Fannie Mae Testing Lender-Broker Link on Internet

Fannie Mae is moving to bolster its access to lenders and brokers that serve people on-line.

Last week, the buyer of mortgage loans announced that it would test a program with Lenders Interactive Online Network.

The program would let four lenders link mortgage brokers to Fannie Mae's point of sale origination software, Desktop Originator, via the Internet.

The LION Web site is to be run by a mortgage technology company that is a division of Plenum Communications Inc. of Seattle.

The alliance with LION puts Fannie Mae "in closer touch with the broker," said Richard Beidl, an analyst at the Tower Group in Needham, Mass.

Traditionally, neither Fannie nor Freddie Mac has had broker relationships as close as those with major lenders, he said.

The partnership "allows Fannie Mae to move one step closer to the end- user, the customer," Mr. Beidl said.

And it is also a way for the company to "really brand itself," he added.

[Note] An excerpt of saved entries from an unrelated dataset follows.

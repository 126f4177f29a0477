//! Parsers for the text inputs of each pipeline stage.
//!
//! This module provides parsers for:
//!
//! - **Accession lists**: one genome accession per line ([`accession`])
//! - **Alignment corpora**: `cluster,seqid,seqtype,seq[,genome]` lines ([`alignment`])
//! - **FASTA files**: annotated genes and aligner output, via noodles ([`fasta`])
//! - **Roary clusters**: the `clustered_proteins` membership file ([`roary`])
//! - **NCBI assembly summaries**: accession to download path ([`assembly_summary`])
//!
//! ## Example
//!
//! ```rust,no_run
//! use core_genes::parsing::accession::AccessionSet;
//! use core_genes::parsing::alignment::AlignmentCorpus;
//! use std::path::Path;
//!
//! let genomes = AccessionSet::load(Path::new("accessions.txt")).unwrap();
//! let corpus = AlignmentCorpus::load(Path::new("alignments.csv")).unwrap();
//! println!("{} genomes, {} clusters", genomes.count(), corpus.len());
//! ```

use thiserror::Error;

pub mod accession;
pub mod alignment;
pub mod assembly_summary;
pub mod fasta;
pub mod roary;

#[derive(Error, Debug)]
pub enum ParseError {
    #[error("IO error: {0}")]
    Io(#[from] std::io::Error),

    #[error("Invalid format: {0}")]
    InvalidFormat(String),

    #[error("noodles error: {0}")]
    Noodles(String),
}
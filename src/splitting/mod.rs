//! Core-cluster selection and indel-profile splitting.
//!
//! Extraction runs in three steps:
//!
//! 1. **Selection** ([`selector`]): keep clusters with exactly one member per genome
//! 2. **Splitting** ([`profile`]): partition each core cluster by gap profile,
//!    strip gaps and relabel members
//! 3. **Writing** ([`crate::output::alignment`]): emit each sub-cluster as an
//!    `=`-terminated block of FASTA records
//!
//! [`pipeline::CoreGeneExtractor`] ties the steps together and returns an
//! [`pipeline::ExtractSummary`].

use thiserror::Error;

pub mod pipeline;
pub mod profile;
pub mod selector;

/// Data integrity and output failures raised while extracting core genes
#[derive(Error, Debug)]
pub enum SplitError {
    #[error(
        "Cluster '{cluster}': sequence '{sequence_id}' has aligned length {found}, expected {expected}"
    )]
    LengthMismatch {
        cluster: String,
        sequence_id: String,
        expected: usize,
        found: usize,
    },

    #[error("Cluster '{cluster}' has {members} members but the study has only {genomes} genomes")]
    OversizedCluster {
        cluster: String,
        members: usize,
        genomes: usize,
    },

    #[error("IO error: {0}")]
    Io(#[from] std::io::Error),
}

"Our Internet strategy is really tailored around what the lenders want to do," said Michael J. Williams, senior vice president for customer technology services at Fannie Mae.

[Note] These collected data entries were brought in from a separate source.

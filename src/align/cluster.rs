use std::collections::HashMap;
use std::io::Write;

use indicatif::ProgressBar;
use rayon::prelude::*;
use serde::Serialize;
use tracing::{debug, info};

use crate::align::codon::back_translate;
use crate::align::{AlignConfig, AlignError, MultipleAligner};
use crate::core::types::{AlignedRecord, SequenceRecord, SequenceType};
use crate::output::corpus::write_aligned_record;
use crate::parsing::fasta::FastaEntry;
use crate::store::SequenceStore;

/// The stored sequences of one cluster, split by type
#[derive(Debug, Clone)]
pub struct ClusterSequences {
    pub cluster: String,
    pub proteins: Vec<SequenceRecord>,
    pub nucleotides: Vec<SequenceRecord>,
}

impl ClusterSequences {
    pub fn new(cluster: impl Into<String>, records: Vec<SequenceRecord>) -> Self {
        let (proteins, rest): (Vec<_>, Vec<_>) = records
            .into_iter()
            .partition(|r| r.seqtype == SequenceType::Protein);
        let nucleotides = rest
            .into_iter()
            .filter(|r| r.seqtype == SequenceType::Nucleotide)
            .collect();

        Self {
            cluster: cluster.into(),
            proteins,
            nucleotides,
        }
    }
}

/// Aligned records of one cluster: nucleotides first, then proteins
#[derive(Debug, Clone, Default)]
pub struct AlignedCluster {
    pub records: Vec<AlignedRecord>,
    /// Nucleotide sequences too short for their aligned protein
    pub dropped: usize,
}

/// Counts reported after an alignment run
#[derive(Debug, Clone, Default, PartialEq, Eq, Serialize)]
pub struct AlignSummary {
    pub clusters_aligned: usize,
    /// Clusters with fewer than two protein sequences
    pub clusters_skipped: usize,
    pub nucleotide_records: usize,
    pub protein_records: usize,
    pub dropped_nucleotides: usize,
}

/// Align the proteins of a cluster and back-translate its nucleotides.
///
/// A nucleotide sequence is kept only if it covers every residue of its
/// aligned protein; proteins are kept regardless.
pub fn align_cluster<A: MultipleAligner + ?Sized>(
    sequences: &ClusterSequences,
    aligner: &A,
) -> Result<AlignedCluster, AlignError> {
    let input: Vec<FastaEntry> = sequences
        .proteins
        .iter()
        .map(|p| FastaEntry::new(p.seqid.clone(), p.seq.clone()))
        .collect();
    let aligned = aligner.align(&input)?;

    let nucleotide_by_id: HashMap<&str, &SequenceRecord> = sequences
        .nucleotides
        .iter()
        .map(|n| (n.seqid.as_str(), n))
        .collect();
    let protein_by_id: HashMap<&str, &SequenceRecord> = sequences
        .proteins
        .iter()
        .map(|p| (p.seqid.as_str(), p))
        .collect();

    let mut result = AlignedCluster::default();
    let mut proteins = Vec::with_capacity(aligned.len());

    for aa in aligned {
        let nucleotide = nucleotide_by_id.get(aa.id.as_str()).copied();

        if let Some(na) = nucleotide {
            match back_translate(&aa.sequence, &na.seq) {
                Some(codons) => result.records.push(AlignedRecord {
                    cluster_id: sequences.cluster.clone(),
                    sequence_id: na.seqid.clone(),
                    sequence_type: SequenceType::Nucleotide,
                    aligned_sequence: codons,
                    genome: Some(na.genome.clone()),
                }),
                None => {
                    debug!(
                        "{}: nucleotide sequence of {} shorter than its protein, dropped",
                        sequences.cluster, aa.id
                    );
                    result.dropped += 1;
                }
            }
        }

        let genome = nucleotide
            .or_else(|| protein_by_id.get(aa.id.as_str()).copied())
            .map(|r| r.genome.clone());
        proteins.push(AlignedRecord {
            cluster_id: sequences.cluster.clone(),
            sequence_id: aa.id,
            sequence_type: SequenceType::Protein,
            aligned_sequence: aa.sequence,
            genome,
        });
    }

    result.records.extend(proteins);
    Ok(result)
}

/// Aligns every cluster of a store and writes the alignment corpus
pub struct ClusterAligner<'a, A: MultipleAligner> {
    store: &'a SequenceStore,
    aligner: &'a A,
    config: AlignConfig,
}

impl<'a, A: MultipleAligner> ClusterAligner<'a, A> {
    pub fn new(store: &'a SequenceStore, aligner: &'a A, config: AlignConfig) -> Self {
        Self {
            store,
            aligner,
            config,
        }
    }

    /// Align all clusters with at least `min_members` members.
    ///
    /// Clusters are read from the store in batches, aligned in parallel and
    /// written in cluster-name order, so the output does not depend on the
    /// number of threads.
    pub fn run<W: Write>(
        &self,
        writer: &mut W,
        progress: &ProgressBar,
    ) -> Result<AlignSummary, AlignError> {
        let clusters = self.store.clusters_with_min_members(self.config.min_members)?;
        progress.set_length(clusters.len() as u64);

        let pool = rayon::ThreadPoolBuilder::new()
            .num_threads(self.config.threads)
            .build()?;
        debug!(
            "Aligning {} clusters on {} threads",
            clusters.len(),
            pool.current_num_threads()
        );

        let mut summary = AlignSummary::default();

        for batch in clusters.chunks(self.config.batch_size.max(1)) {
            let mut jobs = Vec::with_capacity(batch.len());
            for size in batch {
                let records = self.store.cluster_sequences(&size.cluster)?;
                let sequences = ClusterSequences::new(size.cluster.clone(), records);
                if sequences.proteins.len() < 2 {
                    summary.clusters_skipped += 1;
                    progress.inc(1);
                } else {
                    jobs.push(sequences);
                }
            }

            let aligner = self.aligner;
            let aligned: Vec<AlignedCluster> = pool.install(|| {
                jobs.par_iter()
                    .map(|sequences| align_cluster(sequences, aligner))
                    .collect::<Result<Vec<_>, _>>()
            })?;

            for cluster in aligned {
                for record in &cluster.records {
                    write_aligned_record(writer, record)?;
                    match record.sequence_type {
                        SequenceType::Nucleotide => summary.nucleotide_records += 1,
                        _ => summary.protein_records += 1,
                    }
                }
                summary.dropped_nucleotides += cluster.dropped;
                summary.clusters_aligned += 1;
                progress.inc(1);
            }
        }

        info!(
            "Aligned {} clusters ({} skipped with fewer than two proteins)",
            summary.clusters_aligned, summary.clusters_skipped
        );
        Ok(summary)
    }
}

Freddie Mac's recently announced partnership with Norwest Mortgage is also partly a technology alliance. It will enable the top mortgage originator to use its own automated underwriting system in exchange for selling virtually all its loans to Freddie, boosting Freddie's market share in the secondary market.

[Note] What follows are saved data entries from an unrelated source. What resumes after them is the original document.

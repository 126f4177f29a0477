use std::io::Write;

use indicatif::ProgressBar;
use serde::Serialize;
use tracing::{info, warn};

use crate::output::alignment::write_sub_clusters;
use crate::parsing::alignment::AlignmentCorpus;
use crate::splitting::profile::split_cluster;
use crate::splitting::selector::CoreClusterSelector;
use crate::splitting::SplitError;

/// Options for core-gene extraction
#[derive(Debug, Clone, Default)]
pub struct ExtractConfig {
    /// Treat a cluster with more members than genomes as a data integrity error
    /// instead of skipping it
    pub strict: bool,
}

/// Counts accumulated over one extraction run
#[derive(Debug, Clone, Default, PartialEq, Eq, Serialize)]
pub struct ExtractSummary {
    /// Clusters in the corpus
    pub clusters_seen: usize,
    /// Core clusters processed
    pub core_clusters: usize,
    /// Sub-clusters written
    pub sub_clusters: usize,
    /// Sequence records written
    pub sequences_written: usize,
    /// Core clusters that needed more than one sub-cluster
    pub split_clusters: usize,
    /// Clusters with more members than genomes
    pub oversized_clusters: usize,
}

/// Selects the core clusters of a corpus, splits them by indel profile and
/// writes the sub-clusters
#[derive(Debug, Clone)]
pub struct CoreGeneExtractor {
    selector: CoreClusterSelector,
    config: ExtractConfig,
}

impl CoreGeneExtractor {
    pub fn new(num_genomes: usize) -> Self {
        Self::with_config(num_genomes, ExtractConfig::default())
    }

    pub fn with_config(num_genomes: usize, config: ExtractConfig) -> Self {
        Self {
            selector: CoreClusterSelector::new(num_genomes),
            config,
        }
    }

    /// Run extraction over `corpus`, appending to `writer`.
    ///
    /// The writer is neither flushed nor closed. `progress` is advanced once per
    /// core cluster; pass `ProgressBar::hidden()` when no display is wanted.
    ///
    /// # Errors
    ///
    /// Returns `SplitError::OversizedCluster` in strict mode,
    /// `SplitError::LengthMismatch` for a cluster whose aligned lengths differ,
    /// or `SplitError::Io` if writing fails. Output written before the error is
    /// left in place.
    pub fn run<W: Write>(
        &self,
        corpus: &AlignmentCorpus,
        writer: &mut W,
        progress: &ProgressBar,
    ) -> Result<ExtractSummary, SplitError> {
        let num_genomes = self.selector.num_genomes();
        let mut summary = ExtractSummary {
            clusters_seen: corpus.len(),
            ..ExtractSummary::default()
        };

        if self.config.strict {
            self.selector.check_sizes(corpus)?;
        }

        for cluster in corpus.iter().filter(|c| c.len() > num_genomes) {
            summary.oversized_clusters += 1;
            warn!(
                "Skipping cluster {}: {} members for {} genomes",
                cluster.id,
                cluster.len(),
                num_genomes
            );
        }

        progress.set_length(corpus.iter().filter(|c| self.selector.is_core(c)).count() as u64);

        for cluster in self.selector.select(corpus) {
            let sub_clusters = split_cluster(cluster)?;
            summary.sequences_written += write_sub_clusters(writer, &sub_clusters)?;
            summary.sub_clusters += sub_clusters.len();
            if sub_clusters.len() > 1 {
                summary.split_clusters += 1;
            }
            summary.core_clusters += 1;
            progress.inc(1);
        }

        info!(
            "Extracted {} core clusters into {} sub-clusters ({} split by indel profile)",
            summary.core_clusters, summary.sub_clusters, summary.split_clusters
        );
        Ok(summary)
    }
}
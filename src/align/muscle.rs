use std::io::Write;
use std::path::PathBuf;
use std::process::{Command, Stdio};

use crate::align::{AlignError, MultipleAligner};
use crate::parsing::fasta::{read_fasta, FastaEntry};

/// Runs an external MUSCLE executable, FASTA in on stdin and out on stdout
#[derive(Debug, Clone)]
pub struct MuscleAligner {
    program: PathBuf,
    args: Vec<String>,
}

impl MuscleAligner {
    pub fn new(program: impl Into<PathBuf>) -> Self {
        Self {
            program: program.into(),
            args: Vec::new(),
        }
    }

    /// Extra command-line arguments passed on every invocation
    #[must_use]
    pub fn with_args(mut self, args: Vec<String>) -> Self {
        self.args = args;
        self
    }
}

impl Default for MuscleAligner {
    fn default() -> Self {
        Self::new("muscle")
    }
}

/// Render records as unwrapped FASTA text
pub fn to_fasta(records: &[FastaEntry]) -> Vec<u8> {
    let mut buf = Vec::new();
    for record in records {
        buf.extend_from_slice(b">");
        buf.extend_from_slice(record.id.as_bytes());
        buf.push(b'\n');
        buf.extend_from_slice(record.sequence.as_bytes());
        buf.push(b'\n');
    }
    buf
}

impl MultipleAligner for MuscleAligner {
    fn align(&self, records: &[FastaEntry]) -> Result<Vec<FastaEntry>, AlignError> {
        let mut child = Command::new(&self.program)
            .args(&self.args)
            .stdin(Stdio::piped())
            .stdout(Stdio::piped())
            .stderr(Stdio::piped())
            .spawn()
            .map_err(|source| AlignError::Spawn {
                program: self.program.display().to_string(),
                source,
            })?;

        // Feed stdin from another thread so a full stdout pipe cannot block us
        let input = to_fasta(records);
        let mut stdin = child.stdin.take().ok_or_else(|| {
            AlignError::Io(std::io::Error::other("aligner stdin was not captured"))
        })?;
        let feeder = std::thread::spawn(move || stdin.write_all(&input));

        let output = child.wait_with_output()?;
        let fed = feeder
            .join()
            .map_err(|_| AlignError::Io(std::io::Error::other("aligner input thread panicked")))?;

        // An aligner that exits early also breaks the pipe; report the exit first
        if !output.status.success() {
            return Err(AlignError::AlignerFailed {
                status: output.status.to_string(),
                stderr: String::from_utf8_lossy(&output.stderr).trim().to_string(),
            });
        }
        fed?;

        Ok(read_fasta(&output.stdout[..])?)
    }
}
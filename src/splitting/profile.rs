//! Splitting a core cluster into gap-compatible sub-clusters.
//!
//! Members whose aligned sequences have gaps at exactly the same columns form
//! one sub-cluster. Sub-clusters are numbered by the order in which their
//! profile is first met while scanning the members, so the output is fully
//! determined by the input order.

use std::collections::HashMap;

use tracing::debug;

use crate::core::cluster::{Cluster, ClusterMember, GapProfile, SplitRecord, SubCluster};
use crate::splitting::SplitError;

/// Group members by gap profile, keeping first-seen profile order and
/// member order within each group.
///
/// # Errors
///
/// Returns `SplitError::LengthMismatch` if the members are not all the same
/// aligned length.
pub fn group_by_profile(
    cluster: &Cluster,
) -> Result<Vec<(GapProfile, Vec<&ClusterMember>)>, SplitError> {
    let mut groups: Vec<(GapProfile, Vec<&ClusterMember>)> = Vec::new();

    // Index: profile -> position in `groups`
    let mut profile_to_group: HashMap<GapProfile, usize> = HashMap::new();
    let mut expected_len: Option<usize> = None;

    for member in &cluster.members {
        let profile = GapProfile::of(&member.aligned_sequence);

        match expected_len {
            None => expected_len = Some(profile.len()),
            Some(expected) if expected != profile.len() => {
                return Err(SplitError::LengthMismatch {
                    cluster: cluster.id.clone(),
                    sequence_id: member.sequence_id.clone(),
                    expected,
                    found: profile.len(),
                });
            }
            Some(_) => {}
        }

        if let Some(&idx) = profile_to_group.get(&profile) {
            groups[idx].1.push(member);
        } else {
            profile_to_group.insert(profile.clone(), groups.len());
            groups.push((profile, vec![member]));
        }
    }

    Ok(groups)
}

/// Split a cluster into sub-clusters of identical gap profile.
///
/// Every member lands in exactly one sub-cluster, stripped of gaps and
/// relabeled `{cluster}_{sub_index}|{sequence_id}`. A cluster without indel
/// variation comes back as a single sub-cluster; one where every profile
/// differs comes back fully fragmented, which is still a valid result.
///
/// # Errors
///
/// Returns `SplitError::LengthMismatch` if the members are not all the same
/// aligned length.
pub fn split_cluster(cluster: &Cluster) -> Result<Vec<SubCluster>, SplitError> {
    let groups = group_by_profile(cluster)?;

    let mut sub_clusters = Vec::with_capacity(groups.len());
    for (sub_index, (profile, members)) in groups.into_iter().enumerate() {
        let mut sub = SubCluster {
            cluster_id: cluster.id.clone(),
            sub_index,
            records: Vec::with_capacity(members.len()),
        };
        let label = sub.label();
        sub.records.extend(members.into_iter().map(|m| SplitRecord {
            id: format!("{label}|{}", m.sequence_id),
            sequence: m.ungapped(),
        }));

        debug!(
            "{label}: {} members, {} gap columns",
            sub.len(),
            profile.gap_count()
        );
        sub_clusters.push(sub);
    }

    if sub_clusters.len() > 1 {
        debug!(
            "Cluster {} split into {} sub-clusters by indel profile",
            cluster.id,
            sub_clusters.len()
        );
    }

    Ok(sub_clusters)
}

#[cfg(test)]
mod tests {
    use super::*;
    use crate::core::cluster::GAP;
    use std::collections::HashSet;

    fn ids(sub: &SubCluster) -> Vec<&str> {
        sub.records.iter().map(|r| r.id.as_str()).collect()
    }

    #[test]
    fn test_no_indel_variation_gives_one_sub_cluster() {
        let cluster = Cluster::new("c1").with_members(&[("s1", "AC"), ("s2", "AG"), ("s3", "TT")]);

        let subs = split_cluster(&cluster).unwrap();
        assert_eq!(subs.len(), 1);
        assert_eq!(subs[0].label(), "c1_0");
        assert_eq!(ids(&subs[0]), vec!["c1_0|s1", "c1_0|s2", "c1_0|s3"]);
        let seqs: Vec<&str> = subs[0].records.iter().map(|r| r.sequence.as_str()).collect();
        assert_eq!(seqs, vec!["AC", "AG", "TT"]);
    }

    #[test]
    fn test_differing_gap_position_splits() {
        let cluster =
            Cluster::new("c2").with_members(&[("s1", "AC-"), ("s2", "AC-"), ("s3", "A-C")]);

        let subs = split_cluster(&cluster).unwrap();
        assert_eq!(subs.len(), 2);

        assert_eq!(subs[0].sub_index, 0);
        assert_eq!(ids(&subs[0]), vec!["c2_0|s1", "c2_0|s2"]);
        assert!(subs[0].records.iter().all(|r| r.sequence == "AC"));

        // Same residues after stripping, still a separate sub-cluster
        assert_eq!(subs[1].sub_index, 1);
        assert_eq!(ids(&subs[1]), vec!["c2_1|s3"]);
        assert_eq!(subs[1].records[0].sequence, "AC");
    }

    #[test]
    fn test_profiles_numbered_in_first_seen_order() {
        let cluster = Cluster::new("g").with_members(&[
            ("a", "-AC"),
            ("b", "AC-"),
            ("c", "-GT"),
            ("d", "A-C"),
            ("e", "TT-"),
        ]);

        let subs = split_cluster(&cluster).unwrap();
        let labelled: Vec<Vec<&str>> = subs.iter().map(ids).collect();
        assert_eq!(
            labelled,
            vec![
                vec!["g_0|a", "g_0|c"],
                vec!["g_1|b", "g_1|e"],
                vec!["g_2|d"],
            ]
        );
    }

    #[test]
    fn test_every_profile_unique_fragments_fully() {
        let cluster =
            Cluster::new("x").with_members(&[("a", "A--"), ("b", "-A-"), ("c", "--A")]);

        let subs = split_cluster(&cluster).unwrap();
        assert_eq!(subs.len(), 3);
        assert!(subs.iter().all(|s| s.len() == 1));
        assert!(subs.iter().all(|s| s.records[0].sequence == "A"));
    }

    #[test]
    fn test_partition_properties() {
        let members = [
            ("s1", "ATG---AAA"),
            ("s2", "ATGCCCAAA"),
            ("s3", "ATG---AAG"),
            ("s4", "AT-CCCAAA"),
            ("s5", "ATGCCCAAT"),
            ("s6", "---CCCAAA"),
        ];
        let cluster = Cluster::new("grp").with_members(&members);

        let subs = split_cluster(&cluster).unwrap();

        let distinct: HashSet<GapProfile> =
            members.iter().map(|(_, s)| GapProfile::of(s)).collect();
        assert_eq!(subs.len(), distinct.len());

        // Total: every input member appears exactly once
        let written: Vec<&str> = subs
            .iter()
            .flat_map(|s| s.records.iter())
            .map(|r| r.id.as_str())
            .collect();
        assert_eq!(written.len(), members.len());
        let unique: HashSet<&str> = written.iter().copied().collect();
        assert_eq!(unique.len(), written.len());

        for (seqid, aligned) in &members {
            let record = subs
                .iter()
                .flat_map(|s| s.records.iter())
                .find(|r| r.id.ends_with(&format!("|{seqid}")))
                .unwrap();
            assert_eq!(record.sequence, aligned.replace(GAP, ""));
            assert!(!record.sequence.contains(GAP));
        }

        // Same sub-cluster iff same gap profile
        for sub in &subs {
            let profiles: HashSet<GapProfile> = sub
                .records
                .iter()
                .map(|r| {
                    let seqid = r.id.split_once('|').unwrap().1;
                    let (_, aligned) = members.iter().find(|(id, _)| *id == seqid).unwrap();
                    GapProfile::of(aligned)
                })
                .collect();
            assert_eq!(profiles.len(), 1);
        }
    }

    #[test]
    fn test_split_is_deterministic() {
        let cluster = Cluster::new("d").with_members(&[
            ("a", "A-GT"),
            ("b", "ACGT"),
            ("c", "A-GA"),
            ("d", "ACG-"),
        ]);
        assert_eq!(split_cluster(&cluster).unwrap(), split_cluster(&cluster).unwrap());
    }

    #[test]
    fn test_unequal_lengths_are_rejected() {
        let cluster = Cluster::new("bad").with_members(&[("a", "AC-"), ("b", "AC-T")]);

        match split_cluster(&cluster) {
            Err(SplitError::LengthMismatch {
                cluster,
                sequence_id,
                expected,
                found,
            }) => {
                assert_eq!(cluster, "bad");
                assert_eq!(sequence_id, "b");
                assert_eq!(expected, 3);
                assert_eq!(found, 4);
            }
            other => panic!("expected length mismatch, got {other:?}"),
        }
    }

    #[test]
    fn test_sequence_ids_with_separator_are_kept_verbatim() {
        let cluster = Cluster::new("c").with_members(&[("gnl|Prokka|x_1", "AT")]);
        let subs = split_cluster(&cluster).unwrap();
        assert_eq!(subs[0].records[0].id, "c_0|gnl|Prokka|x_1");
    }

    #[test]
    fn test_empty_cluster() {
        let subs = split_cluster(&Cluster::new("empty")).unwrap();
        assert!(subs.is_empty());
    }

    #[test]
    fn test_record_ids_carry_sub_cluster_label() {
        let cluster =
            Cluster::new("group_9").with_members(&[("a", "A-T"), ("b", "AT-"), ("c", "A-T")]);
        for sub in split_cluster(&cluster).unwrap() {
            let prefix = format!("{}|", sub.label());
            assert!(sub.records.iter().all(|r| r.id.starts_with(&prefix)));
        }
    }
}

Brokers in Fannie Mae's program would be able to use the Web site service whether or not they originate loans. Some companies already offer Desktop Originator in software systems they offer to the broker community, but this initiative is to make the system available via the Internet.

The Web site connects to Desktop Originator and then submits the loan for consideration to a lender.

This lender then decides whether to underwrite the loan and gives its decision to the broker.

HomeSide Lending Inc., Flagstar Bank, CrossLand Mortgage Corp., and FT Mortgage Cos. are testing the program.

These four have been among Fannie Mae's "most active long-term Desktop Originator lenders," Mr. Williams said. CrossLand, already a client of LION, said brokers will now have the option of submitting loan applications directly from the Web site.